··· Dataset extract
//! Quasiquote template expansion.
//!
//! A template is copied as data except where `unquote` / `unquote-splicing`
//! appear at the current nesting level. Each nested `quasiquote` raises the
//! level by one and each `unquote` lowers it, so only forms at level 1 are
//! evaluated; deeper ones are rebuilt with their markers intact.

use crate::Error;
use crate::ast::Node;
use crate::evaluator::{Arity, Interpreter};
use crate::heap::{EnvRef, ValueRef};

enum Piece {
    Single(ValueRef),
    Splice(Vec<ValueRef>),
}

/// Expand `template` at nesting `depth` (1 for the outermost quasiquote).
pub fn expand(
    interp: &mut Interpreter,
    template: &Node,
    env: EnvRef,
    depth: usize,
) -> Result<ValueRef, Error> {
    let Node::List { elements, tail } = template else {
        return interp.quote_node(template);
    };

    if let Some((head, operands)) = template.as_form() {
        match head {
            "unquote" => {
                let inner = single_operand(head, operands)?;
                return if depth == 1 {
                    interp.evaluate(inner, env)
                } else {
                    let expanded = expand(interp, inner, env, depth - 1)?;
                    wrap(interp, head, expanded)
                };
            }
            "unquote-splicing" => {
                let inner = single_operand(head, operands)?;
                if depth == 1 {
                    return Err(Error::StructuralError(
                        "unquote-splicing outside of a list context".to_owned(),
                    ));
                }
                let expanded = expand(interp, inner, env, depth - 1)?;
                return wrap(interp, head, expanded);
            }
            "quasiquote" => {
                let inner = single_operand(head, operands)?;
                let expanded = expand(interp, inner, env, depth + 1)?;
                return wrap(interp, head, expanded);
            }
            _ => {}
        }
    }

    let tail_value = match tail.as_deref() {
        None => interp.heap.nil(),
        Some(tail) => {
            if depth == 1 && matches!(tail.as_form(), Some(("unquote-splicing", _))) {
                return Err(Error::StructuralError(
                    "unquote-splicing cannot appear in dotted tail position".to_owned(),
                ));
            }
            expand(interp, tail, env, depth)?
        }
    };

    let mut pieces = Vec::with_capacity(elements.len());
    for element in elements {
        match element.as_form() {
            Some(("unquote-splicing", operands)) if depth == 1 => {
                let inner = single_operand("unquote-splicing", operands)?;
                let spliced = interp.evaluate(inner, env)?;
                let items = interp.heap.list_to_vec(spliced).map_err(|_| {
                    Error::StructuralError(format!(
                        "unquote-splicing expected proper list, got: {}",
                        interp.display(spliced)
                    ))
                })?;
                pieces.push(Piece::Splice(items));
            }
            _ => pieces.push(Piece::Single(expand(interp, element, env, depth)?)),
        }
    }

    let mut result = tail_value;
    for piece in pieces.into_iter().rev() {
        match piece {
            Piece::Single(value) => result = interp.heap.cons(value, result),
            Piece::Splice(items) => result = interp.heap.list_with_tail(&items, result),
        }
    }
    Ok(result)
}

fn single_operand<'a>(head: &str, operands: &'a [Node]) -> Result<&'a Node, Error> {
    match operands {
        [inner] => Ok(inner),
        _ => Err(Error::arity_error_with_expr(
            Arity::Exact(1),
            operands.len(),
            head.to_owned(),
        )),
    }
}

/// `(marker expanded)` as data
fn wrap(interp: &mut Interpreter, marker: &str, expanded: ValueRef) -> Result<ValueRef, Error> {
    let symbol = interp.intern(marker)?;
    let marker = interp.heap.symbol(symbol);
    Ok(interp.heap.list(&[marker, expanded]))
}

#[cfg(all(test, feature = "reader"))]
#[expect(clippy::unwrap_used)] // test code OK
mod tests {
    use crate::Interpreter;

    fn eval_to_string(interp: &mut Interpreter, source: &str) -> Result<String, String> {
        match interp.eval_str(source) {
            Ok(value) => Ok(interp.display(value).to_string()),
            Err(err) => Err(err.to_string()),
        }
    }

    #[test]
    fn test_quasiquote_expansion() {
        let mut interp = Interpreter::new().unwrap();
        interp
            .eval_str("(define x 5) (define xs (list 1 2 3)) (define empty '())")
            .unwrap();

        let cases = vec![
            ("`x", "x"),
            ("`5", "5"),
            ("`()", "()"),
            ("`(a b c)", "(a b c)"),
            ("`(a ,x c)", "(a 5 c)"),
            ("`(1 ,(+ 1 1) ,@(list 3 4))", "(1 2 3 4)"),
            ("`(0 ,@xs 4)", "(0 1 2 3 4)"),
            ("`(,@xs)", "(1 2 3)"),
            ("`(a ,@empty b)", "(a b)"),
            ("`(,@xs ,@xs)", "(1 2 3 1 2 3)"),
            ("`(a . ,x)", "(a . 5)"),
            ("`(a b . c)", "(a b . c)"),
            ("`(,@xs . tail)", "(1 2 3 . tail)"),
            ("`(nested (deep ,x))", "(nested (deep 5))"),
            ("`,x", "5"),
            ("(quasiquote (1 (unquote (* x 2))))", "(1 10)"),
        ];
        for (source, expected) in cases {
            assert_eq!(
                eval_to_string(&mut interp, source).as_deref(),
                Ok(expected),
                "{source}"
            );
        }
    }

    #[test]
    fn test_nested_quasiquote_levels() {
        let mut interp = Interpreter::new().unwrap();
        interp.eval_str("(define x 5)").unwrap();

        let cases = vec![
            // inner unquote belongs to the inner quasiquote
            ("``(a ,x)", "(quasiquote (a (unquote x)))"),
            // two unquotes reach level 1
            ("``(a ,,x)", "(quasiquote (a (unquote 5)))"),
            ("``(a ,@,x)", "(quasiquote (a (unquote-splicing 5)))"),
            ("``(a ,@xs)", "(quasiquote (a (unquote-splicing xs)))"),
        ];
        for (source, expected) in cases {
            assert_eq!(
                eval_to_string(&mut interp, source).as_deref(),
                Ok(expected),
                "{source}"
            );
        }
    }

    #[test]
    fn test_quasiquote_errors() {
        let mut interp = Interpreter::new().unwrap();
        interp.eval_str("(define x 5) (define pair (cons 1 2))").unwrap();

        let cases = vec![
            ("`,@x", "outside of a list"),
            ("`(a . ,@x)", "dotted tail"),
            ("`(a ,@x)", "expected proper list"),
            ("`(a ,@pair)", "expected proper list"),
            ("`(a ,undefined)", "Unbound symbol: undefined"),
            ("`(a (unquote 1 2))", "ArityError"),
            ("(quasiquote)", "ArityError"),
            ("(quasiquote a b)", "ArityError"),
        ];
        for (source, expected) in cases {
            match eval_to_string(&mut interp, source) {
                Err(message) => assert!(
                    message.contains(expected),
                    "{source}: '{message}' should contain '{expected}'"
                ),
                Ok(printed) => panic!("{source}: expected error, got {printed}"),
            }
        }
    }

    #[test]
    fn test_quasiquote_in_macro() {
        let mut interp = Interpreter::new().unwrap();
        interp
            .eval_str("(defmacro my-when (c body) `(if ,c ,body '()))")
            .unwrap();
        assert_eq!(
            eval_to_string(&mut interp, "(my-when (< 1 2) (+ 40 2))").as_deref(),
            Ok("42")
        );
        assert_eq!(
            eval_to_string(&mut interp, "(my-when #f (car '()))").as_deref(),
            Ok("()")
        );
    }
}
······
Task goal: Copy each line containing the word "outside" from the data.

Result of the exercise:
                        "unquote-splicing outside of a list context".to_owned(),
            ("`,@x", "outside of a list"),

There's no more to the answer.